Exclusive with someone I have never seen in person.  

Never seen smile in real time, don't even know for certain if she is who she says she is.

I don't believe in exclusivity to begin with.  

She's off her nut.

When she told me a few weeks ago that she was buying a webcam, I was immediately happy. Not because I wanted to see her naked or any of that stuff, because, I don't have those intentions immediately in mind.  Instead, I just want to see her laugh, her smile, her eyes respond to my jokes.  I just wanted to connect. To see how my words could be read in her face. 

I still haven't seen her face. She told me the shipping has been delayed on the product, due to some labor dispute on the West coast.  

I'm sure most of you are thinking what I am, "She's lying, she isn't who she says she is.  She could go to her local Best Buy and get the webcam without any shipping worries."
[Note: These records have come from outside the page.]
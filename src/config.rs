//! Service configuration
//!
//! All tuning comes from the environment. Every struct carries defaults so a
//! bare process starts in development mode (no auth, LLM disabled, local
//! catalog file).

use std::env;

use crate::llm::guardrails::{GuardrailConfig, Severity};

/// Main configuration structure
#[derive(Debug, Clone)]
pub struct Config {
    /// Catalog location (a SQLite path)
    pub database_url: String,

    pub server: ServerConfig,

    pub llm: LlmConfig,

    /// Webhook URL the notifier posts alert records to, if configured
    pub notify_webhook_url: Option<String>,
}

#[derive(Debug, Clone)]
pub struct ServerConfig {
    pub port: u16,

    /// Bearer token required on every route except the health check.
    /// Unset means development mode: all requests pass.
    pub auth_token: Option<String>,
}

#[derive(Debug, Clone)]
pub struct LlmConfig {
    pub enabled: bool,
    pub api_url: String,
    pub api_key: String,
    pub model: String,

    pub circuit_breaker_enabled: bool,
    pub circuit_max_failures: u32,
    pub circuit_timeout_secs: u64,

    pub retry_max_attempts: u32,
    pub retry_initial_interval_ms: u64,
    pub retry_max_interval_ms: u64,

    pub guardrails: GuardrailConfig,
}

impl Default for Config {
    fn default() -> Self {
        Self {
            database_url: default_database_url(),
            server: ServerConfig::default(),
            llm: LlmConfig::default(),
            notify_webhook_url: None,
        }
    }
}

impl Default for ServerConfig {
    fn default() -> Self {
        Self {
            port: 8080,
            auth_token: None,
        }
    }
}

impl Default for LlmConfig {
    fn default() -> Self {
        Self {
            enabled: false,
            api_url: default_llm_api_url(),
            api_key: String::new(),
            model: default_llm_model(),
            circuit_breaker_enabled: true,
            circuit_max_failures: 5,
            circuit_timeout_secs: 30,
            retry_max_attempts: 3,
            retry_initial_interval_ms: 500,
            retry_max_interval_ms: 5000,
            guardrails: GuardrailConfig::default(),
        }
    }
}

impl Config {
    /// Load configuration from the process environment
    pub fn from_env() -> Self {
        let guardrails = GuardrailConfig {
            min_fp_confidence: env_parse("LLM_GUARDRAIL_MIN_FP_CONFIDENCE", 85),
            require_intel_for_critical: env_bool("LLM_GUARDRAIL_REQUIRE_INTEL_FOR_CRITICAL", true),
            max_severity_without_intel: Severity::parse(&env_or(
                "LLM_GUARDRAIL_MAX_SEVERITY_WITHOUT_INTEL",
                "medium",
            )),
        };

        let llm = LlmConfig {
            enabled: env_bool("LLM_TRIAGE_ENABLED", false),
            api_url: env_or("LLM_API_URL", &default_llm_api_url()),
            api_key: env_or("LLM_API_KEY", ""),
            model: env_or("LLM_MODEL", &default_llm_model()),
            circuit_breaker_enabled: env_bool("LLM_CIRCUIT_BREAKER_ENABLED", true),
            circuit_max_failures: env_parse("LLM_CIRCUIT_BREAKER_MAX_FAILURES", 5),
            circuit_timeout_secs: env_parse("LLM_CIRCUIT_BREAKER_TIMEOUT_SECONDS", 30),
            retry_max_attempts: env_parse("LLM_RETRY_MAX_ATTEMPTS", 3),
            retry_initial_interval_ms: env_parse("LLM_RETRY_INITIAL_INTERVAL_MS", 500),
            retry_max_interval_ms: env_parse("LLM_RETRY_MAX_INTERVAL_MS", 5000),
            guardrails,
        };

        Self {
            database_url: env_or("DATABASE_URL", &default_database_url()),
            server: ServerConfig {
                port: env_parse("REST_API_PORT", 8080),
                auth_token: env::var("REST_API_AUTH_TOKEN").ok().filter(|t| !t.is_empty()),
            },
            llm,
            notify_webhook_url: env::var("NOTIFY_WEBHOOK_URL").ok().filter(|u| !u.is_empty()),
        }
    }
}

fn default_database_url() -> String {
    "iocwatch.db".to_string()
}

fn default_llm_api_url() -> String {
    "https://api.openai.com/v1/chat/completions".to_string()
}

fn default_llm_model() -> String {
    "gpt-4o-mini".to_string()
}

fn env_or(key: &str, default: &str) -> String {
    env::var(key).ok().filter(|v| !v.is_empty()).unwrap_or_else(|| default.to_string())
}

fn env_parse<T: std::str::FromStr>(key: &str, default: T) -> T {
    env::var(key)
        .ok()
        .and_then(|v| v.parse().ok())
        .unwrap_or(default)
}

fn env_bool(key: &str, default: bool) -> bool {
    match env::var(key) {
        Ok(v) => matches!(v.to_lowercase().as_str(), "true" | "1" | "yes"),
        Err(_) => default,
    }
}

#[cfg(test)]
mod tests {
    use super::*;

    #[test]
    fn test_defaults() {
        let config = Config::default();
        assert_eq!(config.server.port, 8080);
        assert!(config.server.auth_token.is_none());
        assert!(!config.llm.enabled);
        assert!(config.llm.circuit_breaker_enabled);
        assert_eq!(config.llm.circuit_max_failures, 5);
        assert_eq!(config.llm.retry_max_attempts, 3);
        assert_eq!(config.llm.guardrails.min_fp_confidence, 85);
        assert_eq!(config.llm.model, "gpt-4o-mini");
    }

    #[test]
    fn test_env_overrides() {
        // Single test body: env mutation would race across parallel tests
        std::env::set_var("LLM_RETRY_MAX_ATTEMPTS", "7");
        std::env::set_var("LLM_TRIAGE_ENABLED", "true");
        std::env::set_var("LLM_GUARDRAIL_MAX_SEVERITY_WITHOUT_INTEL", "low");
        std::env::set_var("REST_API_AUTH_TOKEN", "secret");

        let config = Config::from_env();
        assert_eq!(config.llm.retry_max_attempts, 7);
        assert!(config.llm.enabled);
        assert_eq!(config.llm.guardrails.max_severity_without_intel, Severity::Low);
        assert_eq!(config.server.auth_token.as_deref(), Some("secret"));

        std::env::remove_var("LLM_RETRY_MAX_ATTEMPTS");
        std::env::remove_var("LLM_TRIAGE_ENABLED");
        std::env::remove_var("LLM_GUARDRAIL_MAX_SEVERITY_WITHOUT_INTEL");
        std::env::remove_var("REST_API_AUTH_TOKEN");
    }

    #[test]
    fn test_env_bool_parsing() {
        assert!(env_bool("IOCWATCH_TEST_UNSET_BOOL", true));
        assert!(!env_bool("IOCWATCH_TEST_UNSET_BOOL", false));
    }
}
I have to believe her. Because that's what people do, they trust.  I continue to trust in what she says. I don't think I should anymore.  I don't think she's earned my trust. 

I think for all her bitching about my hesitance to be exclusive, she has not given me any reason to want to.  

I think I should give her something to pout about.  

I want to know what everyone else thinks.

Monday, August 31, 2009

The Winner's Exclusivity

The Winner, believer in exclusivity, and champion of faithfulness decided she was going to show me a thing or two.   She and I had not talked for some time, and when she got on the phone, her mood was subdued.  Our conversation previous to this had ended with her in tears and me refusing to give in to her demands.   Therefore, I was not surprised to hear her acting less than happy with me.  I began talking to her, telling her how I witnessed the drunkest girl I have ever seen, and how someone I know had proceeded to get this girl's number while her knees bled from multiple wounds suffered from multiple falls.  She reported that she had gotten pretty drunk also, and she had done other stuff she wasn't proud of. 

I asked what she meant.  She said she got hammered, smoked weed, and then fooled around with some guy.  A few weeks ago, she told me how she was never going to drink again after watching how her parents had behaved under the influence of alcohol, citing her aversion to following in their footsteps.  I asked her about why she changed her mind, and furthermore, why she proceeded to take it too far, like past just a buzz and into hammered.  Then I was curious as to why she felt like smoking weed would augment her experience. 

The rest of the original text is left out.